EXTRACTED MATERIAL
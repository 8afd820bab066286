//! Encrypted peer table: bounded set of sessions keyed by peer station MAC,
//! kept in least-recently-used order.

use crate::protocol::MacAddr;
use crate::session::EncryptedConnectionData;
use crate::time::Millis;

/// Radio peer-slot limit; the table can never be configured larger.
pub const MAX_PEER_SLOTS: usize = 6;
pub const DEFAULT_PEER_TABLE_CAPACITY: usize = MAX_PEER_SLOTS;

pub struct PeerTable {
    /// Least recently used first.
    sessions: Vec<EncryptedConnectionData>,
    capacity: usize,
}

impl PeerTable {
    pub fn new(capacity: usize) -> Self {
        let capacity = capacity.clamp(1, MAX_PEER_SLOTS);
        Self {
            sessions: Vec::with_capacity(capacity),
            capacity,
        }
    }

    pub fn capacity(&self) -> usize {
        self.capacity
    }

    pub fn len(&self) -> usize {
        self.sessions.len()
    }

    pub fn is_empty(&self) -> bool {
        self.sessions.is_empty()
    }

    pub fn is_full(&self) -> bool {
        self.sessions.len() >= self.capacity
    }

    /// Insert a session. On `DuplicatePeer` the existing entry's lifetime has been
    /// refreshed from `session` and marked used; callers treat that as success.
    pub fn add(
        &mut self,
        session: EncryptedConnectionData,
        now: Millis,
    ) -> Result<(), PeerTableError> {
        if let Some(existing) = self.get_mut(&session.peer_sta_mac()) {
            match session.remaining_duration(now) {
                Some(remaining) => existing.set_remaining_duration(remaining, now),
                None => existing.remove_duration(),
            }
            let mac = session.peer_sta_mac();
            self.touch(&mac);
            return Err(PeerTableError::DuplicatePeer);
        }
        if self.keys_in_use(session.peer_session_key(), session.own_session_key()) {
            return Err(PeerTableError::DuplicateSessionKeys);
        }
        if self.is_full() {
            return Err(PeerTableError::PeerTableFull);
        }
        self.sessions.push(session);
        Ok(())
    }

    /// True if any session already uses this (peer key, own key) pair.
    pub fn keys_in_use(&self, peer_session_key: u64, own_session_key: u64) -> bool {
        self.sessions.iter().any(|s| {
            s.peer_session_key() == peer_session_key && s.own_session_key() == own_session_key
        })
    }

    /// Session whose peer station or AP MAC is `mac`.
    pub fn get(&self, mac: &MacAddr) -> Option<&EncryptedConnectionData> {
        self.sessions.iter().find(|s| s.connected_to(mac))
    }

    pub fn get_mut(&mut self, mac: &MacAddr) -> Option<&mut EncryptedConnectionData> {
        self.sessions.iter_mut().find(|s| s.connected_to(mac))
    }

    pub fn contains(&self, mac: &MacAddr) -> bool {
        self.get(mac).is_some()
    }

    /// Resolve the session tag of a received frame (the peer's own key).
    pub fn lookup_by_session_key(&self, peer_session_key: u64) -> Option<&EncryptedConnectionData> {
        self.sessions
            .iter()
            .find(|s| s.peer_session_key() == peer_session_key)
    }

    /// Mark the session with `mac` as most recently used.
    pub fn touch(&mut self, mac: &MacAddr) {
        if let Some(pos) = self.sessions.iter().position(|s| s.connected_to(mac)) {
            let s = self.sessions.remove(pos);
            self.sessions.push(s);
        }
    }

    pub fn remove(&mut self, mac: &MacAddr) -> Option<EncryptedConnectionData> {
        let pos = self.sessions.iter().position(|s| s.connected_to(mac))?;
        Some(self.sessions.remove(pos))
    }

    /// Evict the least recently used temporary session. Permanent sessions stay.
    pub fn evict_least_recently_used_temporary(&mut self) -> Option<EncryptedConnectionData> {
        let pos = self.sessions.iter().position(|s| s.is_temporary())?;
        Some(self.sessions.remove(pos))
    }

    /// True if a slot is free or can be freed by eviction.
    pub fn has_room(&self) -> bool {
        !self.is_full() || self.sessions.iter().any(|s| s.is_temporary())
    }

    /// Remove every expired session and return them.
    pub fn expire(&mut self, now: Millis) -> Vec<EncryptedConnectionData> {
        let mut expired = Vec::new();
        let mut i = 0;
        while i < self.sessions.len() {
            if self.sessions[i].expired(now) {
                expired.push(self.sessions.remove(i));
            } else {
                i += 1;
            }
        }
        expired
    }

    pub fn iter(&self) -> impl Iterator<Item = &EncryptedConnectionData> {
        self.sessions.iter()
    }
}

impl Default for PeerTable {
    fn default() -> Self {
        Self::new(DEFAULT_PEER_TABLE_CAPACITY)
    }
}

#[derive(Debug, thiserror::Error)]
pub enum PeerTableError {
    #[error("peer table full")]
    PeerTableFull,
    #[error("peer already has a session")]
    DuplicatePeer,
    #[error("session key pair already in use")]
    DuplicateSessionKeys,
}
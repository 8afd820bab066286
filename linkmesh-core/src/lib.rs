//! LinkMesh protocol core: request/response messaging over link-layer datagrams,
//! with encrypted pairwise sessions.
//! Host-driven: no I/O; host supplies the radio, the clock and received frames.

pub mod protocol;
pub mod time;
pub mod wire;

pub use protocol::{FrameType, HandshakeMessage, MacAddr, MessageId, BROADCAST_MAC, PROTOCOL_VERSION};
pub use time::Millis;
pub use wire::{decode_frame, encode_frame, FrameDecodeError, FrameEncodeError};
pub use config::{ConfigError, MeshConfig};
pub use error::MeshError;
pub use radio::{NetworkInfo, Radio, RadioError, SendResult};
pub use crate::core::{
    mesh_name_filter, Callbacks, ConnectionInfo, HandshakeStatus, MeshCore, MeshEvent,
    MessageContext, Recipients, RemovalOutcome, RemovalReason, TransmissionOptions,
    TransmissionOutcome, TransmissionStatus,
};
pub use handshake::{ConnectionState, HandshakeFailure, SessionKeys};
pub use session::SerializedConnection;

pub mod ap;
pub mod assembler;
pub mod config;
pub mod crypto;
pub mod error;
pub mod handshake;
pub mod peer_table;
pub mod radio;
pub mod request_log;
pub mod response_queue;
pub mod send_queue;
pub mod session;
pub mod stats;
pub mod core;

TASK TO CARRY OUT
Select every line of the material above holding the word "existing" and copy it.

ANSWER TO THIS EXERCISE
    /// Insert a session. On `DuplicatePeer` the existing entry's lifetime has been
        if let Some(existing) = self.get_mut(&session.peer_sta_mac()) {
                Some(remaining) => existing.set_remaining_duration(remaining, now),
                None => existing.remove_duration(),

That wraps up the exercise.